**HOW TO COMPLETE THIS TASK:** Locate every line in the records below that contains the word "impl", and copy each one.

○ ○ ○

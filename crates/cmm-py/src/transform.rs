//! Transform functions and numpy buffer application.

use cmm_core::{Format, Intent, Sample};
use numpy::{AllowTypeChange, Element, PyArrayDyn, PyArrayLikeDyn, PyArrayMethods, PyUntypedArrayMethods};
use pyo3::exceptions::PyValueError;
use pyo3::prelude::*;

use crate::error::{NativeResultExt, borrow_error, contiguous, value_error};
use crate::handle::{Profile, Transform};

pub fn register(m: &Bound<'_, PyModule>) -> PyResult<()> {
    m.add_function(wrap_pyfunction!(get_transform_formatter, m)?)?;
    m.add_function(wrap_pyfunction!(create_transform, m)?)?;
    m.add_function(wrap_pyfunction!(create_proofing_transform, m)?)?;
    m.add_function(wrap_pyfunction!(delete_transform, m)?)?;
    m.add_function(wrap_pyfunction!(set_alarm_codes, m)?)?;
    m.add_function(wrap_pyfunction!(do_transform_8_8, m)?)?;
    m.add_function(wrap_pyfunction!(do_transform_8_16, m)?)?;
    m.add_function(wrap_pyfunction!(do_transform_16_8, m)?)?;
    m.add_function(wrap_pyfunction!(do_transform_16_16, m)?)?;
    Ok(())
}

/// Packs an lcms pixel format.
///
/// # Arguments
/// * `is_float` - 0 or 1
/// * `pixel_type` - one of the `PT_*` constants
/// * `n_ch` - color channels, alpha excluded
/// * `n_byte` - bytes per channel (uint16 is 2)
/// * `swap` - 1 for BGR order
/// * `extra` - 1 if there is an alpha channel
#[pyfunction]
#[pyo3(signature = (is_float, pixel_type, n_ch, n_byte, swap, extra))]
fn get_transform_formatter(
    is_float: u32,
    pixel_type: u32,
    n_ch: u32,
    n_byte: u32,
    swap: u32,
    extra: u32,
) -> PyResult<u32> {
    let format = Format::new(
        flag("is_float", is_float)?,
        pixel_type,
        n_ch,
        n_byte,
        flag("swap", swap)?,
        extra,
    )
    .map_err(value_error)?;
    Ok(format.raw())
}

fn flag(name: &str, value: u32) -> PyResult<bool> {
    match value {
        0 => Ok(false),
        1 => Ok(true),
        _ => Err(PyValueError::new_err(format!("{name} must be 0 or 1, got {value}"))),
    }
}

fn intent(raw: u32) -> PyResult<Intent> {
    Intent::from_raw(raw).map_err(value_error)
}

/// Creates a transform. Returns None if lcms cannot build it.
#[pyfunction]
#[pyo3(signature = (src_hp, src_format, trg_hp, trg_format, intent, flags))]
fn create_transform(
    src_hp: PyRef<'_, Profile>,
    src_format: u32,
    trg_hp: PyRef<'_, Profile>,
    trg_format: u32,
    intent: u32,
    flags: u32,
) -> PyResult<Option<Transform>> {
    let transform = cmm_core::Transform::new(
        src_hp.get().map_err(value_error)?,
        Format::from_raw(src_format),
        trg_hp.get().map_err(value_error)?,
        Format::from_raw(trg_format),
        self::intent(intent)?,
        flags,
    );
    Ok(transform.or_none()?.map(Transform::new))
}

/// Creates a soft-proofing transform. `cmsFLAGS_SOFTPROOFING` is always set.
///
/// Add `cmsFLAGS_GAMUTCHECK` to paint out-of-gamut colors with the alarm
/// codes from `set_alarm_codes`.
#[pyfunction]
#[pyo3(signature = (src_hp, src_format, trg_hp, trg_format, proof_hp, intent, proof_intent, flags))]
#[allow(clippy::too_many_arguments)]
fn create_proofing_transform(
    src_hp: PyRef<'_, Profile>,
    src_format: u32,
    trg_hp: PyRef<'_, Profile>,
    trg_format: u32,
    proof_hp: PyRef<'_, Profile>,
    intent: u32,
    proof_intent: u32,
    flags: u32,
) -> PyResult<Option<Transform>> {
    let transform = cmm_core::Transform::new_proofing(
        src_hp.get().map_err(value_error)?,
        Format::from_raw(src_format),
        trg_hp.get().map_err(value_error)?,
        Format::from_raw(trg_format),
        proof_hp.get().map_err(value_error)?,
        self::intent(intent)?,
        self::intent(proof_intent)?,
        flags,
    );
    Ok(transform.or_none()?.map(Transform::new))
}

/// Deletes a transform. Deleting twice is a no-op.
#[pyfunction]
#[pyo3(signature = (htransform))]
fn delete_transform(mut htransform: PyRefMut<'_, Transform>) {
    htransform.delete();
}

/// Sets the 16 uint16 codes painted over out-of-gamut pixels.
#[pyfunction]
#[pyo3(signature = (alarm_codes))]
fn set_alarm_codes(alarm_codes: PyArrayLikeDyn<'_, u16, AllowTypeChange>) -> PyResult<bool> {
    if alarm_codes.ndim() != 1 {
        return Err(PyValueError::new_err(format!(
            "alarm_codes must be 1-dimensional, got {} dimensions",
            alarm_codes.ndim()
        )));
    }
    let codes: Vec<u16> = alarm_codes.as_array().iter().copied().collect();
    cmm_core::set_alarm_codes(&codes).map_err(value_error)?;
    Ok(true)
}

/// Runs `htransform` from `input_buf` into `output_buf`.
///
/// Passing the same array twice transforms it in place.
fn do_transform<I, O>(
    htransform: &Transform,
    input_buf: &Bound<'_, PyArrayDyn<I>>,
    output_buf: &Bound<'_, PyArrayDyn<O>>,
    num_pixel: usize,
) -> PyResult<()>
where
    I: Element + Sample,
    O: Element + Sample,
{
    let transform = htransform.get().map_err(value_error)?;
    let mut output_guard = output_buf.try_readwrite().map_err(|err| borrow_error("output_buf", err))?;
    let output = output_guard.as_slice_mut().map_err(|_| contiguous("output_buf"))?;
    if input_buf.as_ptr() == output_buf.as_ptr() {
        return transform.apply_in_place(output, num_pixel).map_err(value_error);
    }

    let input_guard = input_buf.try_readonly().map_err(|err| borrow_error("input_buf", err))?;
    let input = input_guard.as_slice().map_err(|_| contiguous("input_buf"))?;
    transform.apply(input, output, num_pixel).map_err(value_error)
}

/// Transforms uint8 pixels into uint8 pixels.
#[pyfunction]
#[pyo3(signature = (htransform, input_buf, output_buf, num_pixel))]
fn do_transform_8_8(
    htransform: PyRef<'_, Transform>,
    input_buf: &Bound<'_, PyArrayDyn<u8>>,
    output_buf: &Bound<'_, PyArrayDyn<u8>>,
    num_pixel: usize,
) -> PyResult<()> {
    do_transform(&htransform, input_buf, output_buf, num_pixel)
}

/// Transforms uint8 pixels into uint16 pixels.
#[pyfunction]
#[pyo3(signature = (htransform, input_buf, output_buf, num_pixel))]
fn do_transform_8_16(
    htransform: PyRef<'_, Transform>,
    input_buf: &Bound<'_, PyArrayDyn<u8>>,
    output_buf: &Bound<'_, PyArrayDyn<u16>>,
    num_pixel: usize,
) -> PyResult<()> {
    do_transform(&htransform, input_buf, output_buf, num_pixel)
}

/// Transforms uint16 pixels into uint8 pixels.
#[pyfunction]
#[pyo3(signature = (htransform, input_buf, output_buf, num_pixel))]
fn do_transform_16_8(
    htransform: PyRef<'_, Transform>,
    input_buf: &Bound<'_, PyArrayDyn<u16>>,
    output_buf: &Bound<'_, PyArrayDyn<u8>>,
    num_pixel: usize,
) -> PyResult<()> {
    do_transform(&htransform, input_buf, output_buf, num_pixel)
}

/// Transforms uint16 pixels into uint16 pixels.
#[pyfunction]
#[pyo3(signature = (htransform, input_buf, output_buf, num_pixel))]
fn do_transform_16_16(
    htransform: PyRef<'_, Transform>,
    input_buf: &Bound<'_, PyArrayDyn<u16>>,
    output_buf: &Bound<'_, PyArrayDyn<u16>>,
    num_pixel: usize,
) -> PyResult<()> {
    do_transform(&htransform, input_buf, output_buf, num_pixel)
}
//! Packed pixel format words.
//!
//! lcms describes a buffer layout with a single 32-bit word built from
//! bitfields (the `TYPE_*` macros of `lcms2.h`). The binding packs the word on
//! the caller's behalf and decodes it again to size-check pixel buffers.

use crate::consts::pixel_type;
use crate::{CmmError, CmmResult};

const FLOAT_SHIFT: u32 = 22;
const COLORSPACE_SHIFT: u32 = 16;
const PLANAR_SHIFT: u32 = 12;
const DOSWAP_SHIFT: u32 = 10;
const EXTRA_SHIFT: u32 = 7;
const CHANNELS_SHIFT: u32 = 3;

const BYTES_MASK: u32 = 0x7;
const CHANNELS_MASK: u32 = 0xF;
const EXTRA_MASK: u32 = 0x7;
const COLORSPACE_MASK: u32 = 0x1F;

/// An lcms pixel format word.
///
/// # Example
///
/// ```rust
/// use cmm_core::{Format, consts::pixel_type};
///
/// let rgb8 = Format::new(false, pixel_type::RGB, 3, 1, false, 0).unwrap();
/// assert_eq!(rgb8, Format::RGB_8);
/// assert_eq!(rgb8.bytes_per_pixel(), 3);
/// ```
#[derive(Debug, Clone, Copy, PartialEq, Eq, Hash)]
pub struct Format(u32);

impl Format {
    /// 8-bit RGB, `TYPE_RGB_8`.
    pub const RGB_8: Format = Format::pack(false, pixel_type::RGB, 3, 1, false, 0);
    /// 16-bit RGB, `TYPE_RGB_16`.
    pub const RGB_16: Format = Format::pack(false, pixel_type::RGB, 3, 2, false, 0);
    /// 8-bit RGB with alpha, `TYPE_RGBA_8`.
    pub const RGBA_8: Format = Format::pack(false, pixel_type::RGB, 3, 1, false, 1);
    /// 16-bit RGB with alpha, `TYPE_RGBA_16`.
    pub const RGBA_16: Format = Format::pack(false, pixel_type::RGB, 3, 2, false, 1);
    /// 8-bit CMYK, `TYPE_CMYK_8`.
    pub const CMYK_8: Format = Format::pack(false, pixel_type::CMYK, 4, 1, false, 0);

    const fn pack(float: bool, pt: u32, channels: u32, bytes: u32, swap: bool, extra: u32) -> Self {
        Format(
            ((float as u32) << FLOAT_SHIFT)
                | (pt << COLORSPACE_SHIFT)
                | ((swap as u32) << DOSWAP_SHIFT)
                | (extra << EXTRA_SHIFT)
                | (channels << CHANNELS_SHIFT)
                | bytes,
        )
    }

    /// Packs a format word, rejecting fields that overflow their bitfield.
    ///
    /// # Arguments
    ///
    /// * `float` - samples are floating point
    /// * `pixel_type` - one of [`crate::consts::pixel_type`]
    /// * `channels` - color channels, alpha excluded (0..=15)
    /// * `bytes` - bytes per sample (0..=7, 0 meaning 8-byte double)
    /// * `swap` - BGR instead of RGB order
    /// * `extra` - extra channels such as alpha (0..=7)
    pub fn new(
        float: bool,
        pixel_type: u32,
        channels: u32,
        bytes: u32,
        swap: bool,
        extra: u32,
    ) -> CmmResult<Self> {
        check_field("pixel_type", pixel_type, COLORSPACE_MASK)?;
        check_field("channels", channels, CHANNELS_MASK)?;
        check_field("bytes", bytes, BYTES_MASK)?;
        check_field("extra", extra, EXTRA_MASK)?;
        Ok(Self::pack(float, pixel_type, channels, bytes, swap, extra))
    }

    /// Wraps a raw word as produced by lcms' `TYPE_*` macros.
    pub const fn from_raw(raw: u32) -> Self {
        Format(raw)
    }

    /// Returns the raw word.
    pub const fn raw(self) -> u32 {
        self.0
    }

    /// Number of color channels.
    pub const fn channels(self) -> usize {
        ((self.0 >> CHANNELS_SHIFT) & CHANNELS_MASK) as usize
    }

    /// Number of extra (e.g. alpha) channels.
    pub const fn extra(self) -> usize {
        ((self.0 >> EXTRA_SHIFT) & EXTRA_MASK) as usize
    }

    /// Bytes per sample. A zero bytes field denotes doubles.
    pub const fn bytes_per_sample(self) -> usize {
        match self.0 & BYTES_MASK {
            0 => 8,
            n => n as usize,
        }
    }

    /// Bytes occupied by one pixel, planar or chunky alike.
    pub const fn bytes_per_pixel(self) -> usize {
        self.bytes_per_sample() * (self.channels() + self.extra())
    }

    /// Pixel type code.
    pub const fn pixel_type(self) -> u32 {
        (self.0 >> COLORSPACE_SHIFT) & COLORSPACE_MASK
    }

    /// True for floating point samples.
    pub const fn is_float(self) -> bool {
        (self.0 >> FLOAT_SHIFT) & 1 == 1
    }

    /// True for planar layouts.
    pub const fn is_planar(self) -> bool {
        (self.0 >> PLANAR_SHIFT) & 1 == 1
    }
}

fn check_field(name: &str, value: u32, mask: u32) -> CmmResult<()> {
    if value > mask {
        return Err(CmmError::InvalidArgument(format!(
            "{name} = {value} exceeds maximum {mask}"
        )));
    }
    Ok(())
}

impl From<Format> for u32 {
    fn from(format: Format) -> Self {
        format.0
    }
}

#[cfg(test)]
mod tests {
    use super::*;

    #[test]
    fn test_matches_lcms_macros() {
        // TYPE_RGB_8 = COLORSPACE_SH(PT_RGB)|CHANNELS_SH(3)|BYTES_SH(1)
        assert_eq!(Format::RGB_8.raw(), 0x4_0019);
        // TYPE_RGBA_16 adds EXTRA_SH(1) and BYTES_SH(2)
        assert_eq!(Format::RGBA_16.raw(), 0x4_009A);
        // TYPE_BGR_8 sets DOSWAP_SH(1)
        let bgr = Format::new(false, pixel_type::RGB, 3, 1, true, 0).unwrap();
        assert_eq!(bgr.raw(), 0x4_0419);
    }

    #[test]
    fn test_decode() {
        assert_eq!(Format::RGBA_8.channels(), 3);
        assert_eq!(Format::RGBA_8.extra(), 1);
        assert_eq!(Format::RGBA_8.bytes_per_pixel(), 4);
        assert_eq!(Format::RGB_16.bytes_per_pixel(), 6);
        assert_eq!(Format::CMYK_8.pixel_type(), pixel_type::CMYK);
        assert!(!Format::CMYK_8.is_float());

        let dbl = Format::new(true, pixel_type::LAB, 3, 0, false, 0).unwrap();
        assert!(dbl.is_float());
        assert_eq!(dbl.bytes_per_pixel(), 24);
    }

    #[test]
    fn test_rejects_overflow() {
        assert!(Format::new(false, pixel_type::RGB, 16, 1, false, 0).is_err());
        assert!(Format::new(false, pixel_type::RGB, 3, 8, false, 0).is_err());
        assert!(Format::new(false, 32, 3, 1, false, 0).is_err());
        assert!(Format::new(false, pixel_type::RGB, 3, 1, false, 8).is_err());
    }
}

○ ○ ○

**FINISHED EXERCISE:**
impl Format {
impl From<Format> for u32 {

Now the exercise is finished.